Task: Working from the entries that follow, retype each one without any alteration.

Information:
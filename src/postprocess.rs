//! Cleanup of a finished test's captured output.
//!
//! When a test reaches a terminal status its output lines go through five
//! passes, in order:
//!
//! 1. **Error trace**: the first `Error Trace: <file:line>` line.
//! 2. **Test source**: a bare `<file:line>` right after the trace line, which
//!    is the call site in the test when the assertion ran inside a helper.
//! 3. **Skip reason** (skipped tests only): the last `<file:line>: <message>`
//!    line is promoted to the test source and skip message, then removed.
//! 4. **Noise filter**: drops the trace block, bare copies of the recovered
//!    locations, lines naming the test itself and `coverage:` lines.
//! 5. **De-indent**: aligns the message under a fixed-width `Error:` label.
//!
//! Only already-collected lines are touched; nothing here keeps streaming
//! state.

use crate::model::{TestRecord, TestStatus};
use crate::patterns::{SourcePatterns, parse_error_anchor};

/// Label the de-indented error line starts with.
pub const ERROR_LABEL: &str = "Error:  ";

/// Skip message used when `t.Skip` was called without one.
pub const DEFAULT_SKIP_MESSAGE: &str = "Skipped";

/// Rewrites absolute paths in output lines.
///
/// Paths under the working directory become relative, paths under the
/// home directory start with `~/`.
#[derive(Debug, Clone, Default)]
pub struct PathNormalizer {
    working_dir: Option<String>,
    home_dir: Option<String>,
}

impl PathNormalizer {
    pub fn new(working_dir: Option<String>, home_dir: Option<String>) -> Self {
        let prefix = |dir: Option<String>| {
            dir.map(|d| d.trim_end_matches('/').to_string())
                .filter(|d| !d.is_empty())
                .map(|d| d + "/")
        };

        Self {
            working_dir: prefix(working_dir),
            home_dir: prefix(home_dir),
        }
    }

    /// Strips trailing whitespace and shortens known directory prefixes.
    pub fn normalize(&self, line: &str) -> String {
        let mut output = line.trim_end_matches(['\r', '\n', '\t', ' ']).to_string();

        if let Some(dir) = &self.working_dir {
            output = output.replace(dir.as_str(), "");
        }

        if let Some(dir) = &self.home_dir {
            output = output.replace(dir.as_str(), "~/");
        }

        output
    }
}

/// The `Error Trace:` line and the bare locations that follow it.
#[derive(Debug, Clone, PartialEq, Eq)]
struct TraceBlock {
    start: usize,
    end: usize,
    error_trace: String,
    test_source: Option<String>,
}

/// Applies the post-processing passes to finished tests.
#[derive(Debug, Clone, Default)]
pub struct OutputProcessor {
    patterns: SourcePatterns,
}

impl OutputProcessor {
    pub fn new(patterns: SourcePatterns) -> Self {
        Self { patterns }
    }

    /// Runs every pass over the test's output, in place.
    pub fn process(&self, test: &mut TestRecord) {
        let block = self.find_trace_block(&test.output);

        if let Some(block) = &block {
            test.error_trace = Some(block.error_trace.clone());
            test.test_source = block.test_source.clone();
        }

        let mut output = std::mem::take(&mut test.output);

        if let Some(block) = block {
            output.drain(block.start..block.end);
        }

        if test.status == TestStatus::Skip {
            self.extract_skip(test, &mut output);
        }

        let output = filter_noise(test, output);
        test.output = deindent(output);
    }

    fn find_trace_block(&self, lines: &[String]) -> Option<TraceBlock> {
        let (start, error_trace) = lines
            .iter()
            .enumerate()
            .find_map(|(i, line)| self.patterns.error_trace(line).map(|trace| (i, trace)))?;

        let test_source = lines
            .get(start + 1)
            .and_then(|line| self.patterns.location(line))
            .map(str::to_string);

        let mut end = start + 1;
        while end < lines.len() && self.patterns.location(&lines[end]).is_some() {
            end += 1;
        }

        Some(TraceBlock {
            start,
            end,
            error_trace: error_trace.to_string(),
            test_source,
        })
    }

    /// Promotes the last `file:line: message` line to structured fields.
    fn extract_skip(&self, test: &mut TestRecord, output: &mut Vec<String>) {
        let found = output.iter().enumerate().rev().find_map(|(i, line)| {
            self.patterns.skip_location(line).map(|location| {
                (
                    i,
                    location.source.to_string(),
                    location.message.map(str::to_string),
                )
            })
        });

        match found {
            Some((index, source, message)) => {
                test.test_source = Some(source);
                test.skip_message =
                    Some(message.unwrap_or_else(|| DEFAULT_SKIP_MESSAGE.to_string()));
                output.remove(index);
            }
            None => test.skip_message = Some(DEFAULT_SKIP_MESSAGE.to_string()),
        }
    }
}

fn filter_noise(test: &TestRecord, lines: Vec<String>) -> Vec<String> {
    let mut locations: Vec<String> = Vec::new();

    for location in [&test.error_trace, &test.test_source].into_iter().flatten() {
        locations.push(location.clone());
        locations.push(format!("{}:", location));

        if let Some(base) = location.rsplit('/').next() {
            locations.push(format!("{}:", base));
        }
    }

    lines
        .into_iter()
        .filter(|line| {
            let trimmed = line.trim();

            let ignore = locations.iter().any(|l| l == trimmed)
                || line.contains("Error Trace:")
                || (!test.name.is_empty() && line.contains(&test.name))
                || trimmed.starts_with("coverage:");

            !ignore
        })
        .collect()
}

/// Aligns output under the `Error:` label.
///
/// The anchor's indent, label and spacing width is stripped from every
/// other line (never more than its leading whitespace) and replaced by the
/// width of [`ERROR_LABEL`]. Output without an anchor passes through.
pub fn deindent(lines: Vec<String>) -> Vec<String> {
    let Some((anchor_index, width, message)) = lines.iter().enumerate().find_map(|(i, line)| {
        parse_error_anchor(line).map(|anchor| (i, anchor.width(), anchor.message.to_string()))
    }) else {
        return lines;
    };

    let spacing = " ".repeat(ERROR_LABEL.len());

    lines
        .into_iter()
        .enumerate()
        .map(|(i, line)| {
            if i == anchor_index {
                return format!("{}{}", ERROR_LABEL, message);
            }

            let stripped = strip_indent(&line, width);

            if stripped.trim().is_empty() {
                String::new()
            } else {
                format!("{}{}", spacing, stripped)
            }
        })
        .collect()
}

fn strip_indent(line: &str, width: usize) -> &str {
    let mut cut = 0;

    for (i, c) in line.char_indices() {
        if i >= width || !c.is_whitespace() {
            break;
        }
        cut = i + c.len_utf8();
    }

    &line[cut..]
}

Response:
filename src/postprocess.rs
//! Cleanup of a finished test's captured output.
//!
//! When a test reaches a terminal status its output lines go through five
//! passes, in order:
//!
//! 1. **Error trace**: the first `Error Trace: <file:line>` line.
//! 2. **Test source**: a bare `<file:line>` right after the trace line, which
//!    is the call site in the test when the assertion ran inside a helper.
//! 3. **Skip reason** (skipped tests only): the last `<file:line>: <message>`
//!    line is promoted to the test source and skip message, then removed.
//! 4. **Noise filter**: drops the trace block, bare copies of the recovered
//!    locations, lines naming the test itself and `coverage:` lines.
//! 5. **De-indent**: aligns the message under a fixed-width `Error:` label.
//!
//! Only already-collected lines are touched; nothing here keeps streaming
//! state.

use crate::model::{TestRecord, TestStatus};
use crate::patterns::{SourcePatterns, parse_error_anchor};

/// Label the de-indented error line starts with.
pub const ERROR_LABEL: &str = "Error:  ";

/// Skip message used when `t.Skip` was called without one.
pub const DEFAULT_SKIP_MESSAGE: &str = "Skipped";

/// Rewrites absolute paths in output lines.
///
/// Paths under the working directory become relative, paths under the
/// home directory start with `~/`.
#[derive(Debug, Clone, Default)]
pub struct PathNormalizer {
    working_dir: Option<String>,
    home_dir: Option<String>,
}

impl PathNormalizer {
    pub fn new(working_dir: Option<String>, home_dir: Option<String>) -> Self {
        let prefix = |dir: Option<String>| {
            dir.map(|d| d.trim_end_matches('/').to_string())
                .filter(|d| !d.is_empty())
                .map(|d| d + "/")
        };

        Self {
            working_dir: prefix(working_dir),
            home_dir: prefix(home_dir),
        }
    }

    /// Strips trailing whitespace and shortens known directory prefixes.
    pub fn normalize(&self, line: &str) -> String {
        let mut output = line.trim_end_matches(['\r', '\n', '\t', ' ']).to_string();

        if let Some(dir) = &self.working_dir {
            output = output.replace(dir.as_str(), "");
        }

        if let Some(dir) = &self.home_dir {
            output = output.replace(dir.as_str(), "~/");
        }

        output
    }
}

/// The `Error Trace:` line and the bare locations that follow it.
#[derive(Debug, Clone, PartialEq, Eq)]
struct TraceBlock {
    start: usize,
    end: usize,
    error_trace: String,
    test_source: Option<String>,
}

/// Applies the post-processing passes to finished tests.
#[derive(Debug, Clone, Default)]
pub struct OutputProcessor {
    patterns: SourcePatterns,
}

impl OutputProcessor {
    pub fn new(patterns: SourcePatterns) -> Self {
        Self { patterns }
    }

    /// Runs every pass over the test's output, in place.
    pub fn process(&self, test: &mut TestRecord) {
        let block = self.find_trace_block(&test.output);

        if let Some(block) = &block {
            test.error_trace = Some(block.error_trace.clone());
            test.test_source = block.test_source.clone();
        }

        let mut output = std::mem::take(&mut test.output);

        if let Some(block) = block {
            output.drain(block.start..block.end);
        }

        if test.status == TestStatus::Skip {
            self.extract_skip(test, &mut output);
        }

        let output = filter_noise(test, output);
        test.output = deindent(output);
    }

    fn find_trace_block(&self, lines: &[String]) -> Option<TraceBlock> {
        let (start, error_trace) = lines
            .iter()
            .enumerate()
            .find_map(|(i, line)| self.patterns.error_trace(line).map(|trace| (i, trace)))?;

        let test_source = lines
            .get(start + 1)
            .and_then(|line| self.patterns.location(line))
            .map(str::to_string);

        let mut end = start + 1;
        while end < lines.len() && self.patterns.location(&lines[end]).is_some() {
            end += 1;
        }

        Some(TraceBlock {
            start,
            end,
            error_trace: error_trace.to_string(),
            test_source,
        })
    }

    /// Promotes the last `file:line: message` line to structured fields.
    fn extract_skip(&self, test: &mut TestRecord, output: &mut Vec<String>) {
        let found = output.iter().enumerate().rev().find_map(|(i, line)| {
            self.patterns.skip_location(line).map(|location| {
                (
                    i,
                    location.source.to_string(),
                    location.message.map(str::to_string),
                )
            })
        });

        match found {
            Some((index, source, message)) => {
                test.test_source = Some(source);
                test.skip_message =
                    Some(message.unwrap_or_else(|| DEFAULT_SKIP_MESSAGE.to_string()));
                output.remove(index);
            }
            None => test.skip_message = Some(DEFAULT_SKIP_MESSAGE.to_string()),
        }
    }
}

fn filter_noise(test: &TestRecord, lines: Vec<String>) -> Vec<String> {
    let mut locations: Vec<String> = Vec::new();

    for location in [&test.error_trace, &test.test_source].into_iter().flatten() {
        locations.push(location.clone());
        locations.push(format!("{}:", location));

        if let Some(base) = location.rsplit('/').next() {
            locations.push(format!("{}:", base));
        }
    }

    lines
        .into_iter()
        .filter(|line| {
            let trimmed = line.trim();

            let ignore = locations.iter().any(|l| l == trimmed)
                || line.contains("Error Trace:")
                || (!test.name.is_empty() && line.contains(&test.name))
                || trimmed.starts_with("coverage:");

            !ignore
        })
        .collect()
}

/// Aligns output under the `Error:` label.
///
/// The anchor's indent, label and spacing width is stripped from every
/// other line (never more than its leading whitespace) and replaced by the
/// width of [`ERROR_LABEL`]. Output without an anchor passes through.
pub fn deindent(lines: Vec<String>) -> Vec<String> {
    let Some((anchor_index, width, message)) = lines.iter().enumerate().find_map(|(i, line)| {
        parse_error_anchor(line).map(|anchor| (i, anchor.width(), anchor.message.to_string()))
    }) else {
        return lines;
    };

    let spacing = " ".repeat(ERROR_LABEL.len());

    lines
        .into_iter()
        .enumerate()
        .map(|(i, line)| {
            if i == anchor_index {
                return format!("{}{}", ERROR_LABEL, message);
            }

            let stripped = strip_indent(&line, width);

            if stripped.trim().is_empty() {
                String::new()
            } else {
                format!("{}{}", spacing, stripped)
            }
        })
        .collect()
}

fn strip_indent(line: &str, width: usize) -> &str {
    let mut cut = 0;

    for (i, c) in line.char_indices() {
        if i >= width || !c.is_whitespace() {
            break;
        }
        cut = i + c.len_utf8();
    }

    &line[cut..]
}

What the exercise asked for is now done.